Depression Depresses HIV Treatment Response

By Michael Smith
OAKLAND, Calif., Dec. 21 -- More than four in every 10 HIV patients are clinically depressed, a condition that affects how well they respond to anti-HIV drugs, researchers here found.
The good news, however, is that treatment with selective serotonin reuptake inhibitors (SSRIs) appears to restore the benefit of highly active antiretroviral therapy (HAART), according to Michael Horberg, M.D., director of HIV/AIDS for Kaiser Permanente.
In a retrospective analysis of a cohort of 3,359 HIV patients, 42% also had a diagnosis of depression and 36% of those were using SSRIs, Dr. Horberg and colleagues reported online in the Journal of Acquired Immune Deficiency Syndromes.
"The take-home point here is that there is a very high prevalence of depression among HIV patients," Dr. Horberg said.
"All HIV patients should be screened for depression," he said, and if it's found, "treatment for depression -- not just with SSRIs -- should be considered concomitantly, because one helps the other."
The researchers analyzed health records of HIV patients in eight states, enrolled in the Kaiser Permanente and Group Health Cooperative HMOs, who began a new HAART regimen from January 2000 through December 2003.
Of the 3,359 patients who met the criteria, 1,961 had not been diagnosed with depression and served as a control group.
The researchers found:
Depression was associated with significantly decreased odds of achieving 90% or better adherence to HAART. The odds ratio was 0.81, with a 95% confidence interval from 0.70 to 0.98, which was significant at P=0.03.
The condition was also associated with significantly lower odds of a serum HIV RNA level of less than 500 copies per milliliter.
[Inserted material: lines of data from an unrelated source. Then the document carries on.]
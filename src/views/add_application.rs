//! Create-application view

use super::{is_missing, ViewContext};
use crate::error::{ClientError, ClientResult};
use crate::models::NewApplication;

pub const ADD_SUCCESS_MESSAGE: &str = "Application added successfully!";
pub const ADD_DEFAULT_ERROR: &str = "Error adding application.";

/// The five create-form fields. Contact info is the only optional one.
#[derive(Debug, Clone, Default, PartialEq, Eq)]
pub struct ApplicationForm {
    pub company: String,
    pub job: String,
    pub job_details: String,
    /// `YYYY-MM-DD`
    pub deadline: String,
    pub contact_info: String,
}

impl ApplicationForm {
    /// First required field that is still empty, by display name
    pub fn missing_required(&self) -> Option<&'static str> {
        [
            ("company", &self.company),
            ("job title", &self.job),
            ("job details", &self.job_details),
            ("deadline", &self.deadline),
        ]
        .into_iter()
        .find(|(_, value)| is_missing(value))
        .map(|(field, _)| field)
    }

    pub fn is_submittable(&self) -> bool {
        self.missing_required().is_none()
    }

    fn to_request(&self, user_id: String) -> NewApplication {
        NewApplication {
            company: self.company.clone(),
            job: self.job.clone(),
            job_details: self.job_details.clone(),
            deadline: self.deadline.clone(),
            contact_info: self.contact_info.clone(),
            user_id,
        }
    }
}

pub struct AddApplicationView {
    ctx: ViewContext,
    pub form: ApplicationForm,
    message: Option<String>,
    error: Option<String>,
}

impl AddApplicationView {
    pub fn new(ctx: ViewContext) -> Self {
        Self {
            ctx,
            form: ApplicationForm::default(),
            message: None,
            error: None,
        }
    }

    pub fn message(&self) -> Option<&str> {
        self.message.as_deref()
    }

    pub fn error(&self) -> Option<&str> {
        self.error.as_deref()
    }

    /// Post the form for the current user. Success clears the form;
    /// failure keeps it for another attempt.
    pub async fn submit(&mut self) -> ClientResult<()> {
        self.message = None;
        self.error = None;

        let session = match self.ctx.session.require() {
            Ok(session) => session,
            Err(err) => {
                self.error = Some(err.user_message(ADD_DEFAULT_ERROR));
                return Err(err);
            }
        };

        if let Some(field) = self.form.missing_required() {
            let err = ClientError::MissingField(field);
            self.error = Some(err.user_message(ADD_DEFAULT_ERROR));
            return Err(err);
        }

        let request = self.form.to_request(session.user_id.clone());
        match self.ctx.backend.create_application(&session, &request).await {
            Ok(created) => {
                if let Some(record) = created {
                    tracing::debug!(id = %record.id, "Application created");
                }
                self.message = Some(ADD_SUCCESS_MESSAGE.to_string());
                self.form = ApplicationForm::default();
                Ok(())
            }
            Err(err) => {
                self.error = Some(err.user_message(ADD_DEFAULT_ERROR));
                Err(err)
            }
        }
    }
}

#[cfg(test)]
mod tests {
    use super::*;
    use crate::session::LOGIN_PROMPT;
    use crate::views::testing::{context, session, FakeBackend};

    fn filled() -> ApplicationForm {
        ApplicationForm {
            company: "Acme".to_string(),
            job: "Intern".to_string(),
            job_details: "Write Rust".to_string(),
            deadline: "2025-03-09".to_string(),
            contact_info: String::new(),
        }
    }

    #[test]
    fn test_required_fields() {
        let form = ApplicationForm::default();
        assert_eq!(form.missing_required(), Some("company"));
        assert!(!form.is_submittable());

        let mut form = filled();
        assert!(form.is_submittable());
        form.deadline.clear();
        assert_eq!(form.missing_required(), Some("deadline"));

        // Contact info is optional
        let mut form = filled();
        form.contact_info.clear();
        assert!(form.is_submittable());
    }

    #[tokio::test]
    async fn test_success_resets_form() {
        let backend = FakeBackend::new();
        let ctx = context(backend.clone());
        ctx.session.login(session("u1"));

        let mut view = AddApplicationView::new(ctx);
        view.form = filled();
        view.submit().await.unwrap();

        assert_eq!(view.message(), Some(ADD_SUCCESS_MESSAGE));
        assert!(view.error().is_none());
        assert_eq!(view.form, ApplicationForm::default());

        let sent = backend.last_created().unwrap();
        assert_eq!(sent.user_id, "u1");
        assert_eq!(sent.company, "Acme");
        assert_eq!(sent.deadline, "2025-03-09");
    }

    #[tokio::test]
    async fn test_failure_keeps_fields() {
        let backend = FakeBackend::new();
        backend.fail("create", Some("Deadline must be a date"));
        let ctx = context(backend.clone());
        ctx.session.login(session("u1"));

        let mut view = AddApplicationView::new(ctx);
        view.form = filled();
        assert!(view.submit().await.is_err());

        assert_eq!(view.error(), Some("Deadline must be a date"));
        assert!(view.message().is_none());
        assert_eq!(view.form, filled());

        backend.fail("create", None);
        assert!(view.submit().await.is_err());
        assert_eq!(view.error(), Some(ADD_DEFAULT_ERROR));
    }

    #[tokio::test]
    async fn test_empty_required_field_blocks_submission() {
        let backend = FakeBackend::new();
        let ctx = context(backend.clone());
        ctx.session.login(session("u1"));

        let mut view = AddApplicationView::new(ctx);
        view.form = filled();
        view.form.job_details.clear();

        let err = view.submit().await.unwrap_err();
        assert!(matches!(err, ClientError::MissingField("job details")));
        assert_eq!(backend.count("create"), 0);
    }

    #[tokio::test]
    async fn test_requires_session() {
        let backend = FakeBackend::new();
        let mut view = AddApplicationView::new(context(backend.clone()));
        view.form = filled();

        let err = view.submit().await.unwrap_err();
        assert!(matches!(err, ClientError::NoSession));
        assert_eq!(view.error(), Some(LOGIN_PROMPT));
        assert_eq!(backend.count("create"), 0);
    }
}
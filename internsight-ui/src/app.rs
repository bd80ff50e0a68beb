//! App Root Component
//!
//! Router and global providers.

use leptos::*;
use leptos_router::*;

use crate::components::{Nav, Toast};
use crate::pages::{AddApplication, Home, Login, Register};
use crate::state::global::provide_global_state;

/// Root application component
#[component]
pub fn App() -> impl IntoView {
    provide_global_state();

    view! {
        <Router>
            <div class="min-h-screen bg-gray-900 text-white flex flex-col">
                <Nav />

                <main class="flex-1 container mx-auto px-4 py-8">
                    <Routes>
                        <Route path="/" view=Login />
                        <Route path="/login" view=Login />
                        <Route path="/register" view=Register />
                        <Route path="/home" view=Home />
                        <Route path="/add-application" view=AddApplication />
                        <Route path="/*any" view=NotFound />
                    </Routes>
                </main>

                <Toast />
            </div>
        </Router>
    }
}

/// 404 Not Found page
#[component]
fn NotFound() -> impl IntoView {
    view! {
        <div class="flex flex-col items-center justify-center min-h-[60vh] text-center">
            <h1 class="text-3xl font-bold mb-2">"Page Not Found"</h1>
            <p class="text-gray-400 mb-6">"The page you're looking for doesn't exist."</p>
            <A
                href="/login"
                class="px-6 py-3 bg-primary-600 hover:bg-primary-700 rounded-lg font-medium transition-colors"
            >
                "Go to Login"
            </A>
        </div>
    }
}
//! Toast Notification Component
//!
//! Shows short-lived success messages.

use leptos::*;

use crate::state::global::GlobalState;

/// Toast notification container
#[component]
pub fn Toast() -> impl IntoView {
    let state = use_context::<GlobalState>().expect("GlobalState not found");

    view! {
        <div class="fixed bottom-4 right-4 z-50 space-y-2">
            {move || {
                state.success.get().map(|msg| view! { <ToastMessage message=msg /> })
            }}
        </div>
    }
}

#[component]
fn ToastMessage(#[prop(into)] message: String) -> impl IntoView {
    view! {
        <div class="flex items-center space-x-3 bg-green-600 text-white px-4 py-3 rounded-lg shadow-lg animate-slide-in">
            <span class="text-lg">"✓"</span>
            <span class="text-sm font-medium">{message}</span>
        </div>
    }
}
The odds ratio was 0.77, with a 95% confidence interval from 0.62 to 0.95, which was significant at P=0.02.
The impact of depression on viral load might just be a function of poorer adherence to HAART, but interestingly, Dr. Horberg and colleagues found, the negative association persisted even when depressed patients were taking their HAART medication properly.
In a multivariable analysis taking HAART adherence into account, depressed patients were 12% less likely to get below the 500-copy level, a difference that remained significant at P=0.05, the researchers reported.
The finding implies that depression itself has an impact on the effect of HAART, over and above any possible impact on adherence, Dr. Horberg said.
Dr. Horberg said he and colleagues were puzzled by one finding, that there appeared to be little benefit of SSRIs among depressed patients who had been on HAART and were switched to a new regimen -- with the addition of an SSRI -- during the study period.
There might simply have been too few patients (428) to see an effect, Dr. Horberg said. But equally, those patients might have been severely depressed or perhaps using an SSRI that was not effective for them.
"We couldn't look at the degree of severity," he said.
The study was limited by its retrospective design, but Dr. Horberg said he and colleagues are planning a prospective study to confirm the findings.
The study was supported by the Garfield Memorial Research Fund of Kaiser Permanente. Dr. Horberg is an employee of the company.
Primary source: Journal of Acquired Immune Deficiency SyndromesSource reference:Horberg MA, et al "Effects of depression and selective serotonin reuptake inhibitor use on adherence to highly active antiretroviral therapy and on clinical outcomes in HIV-infected patients" J Acquir Immune Defic Syndr 2007.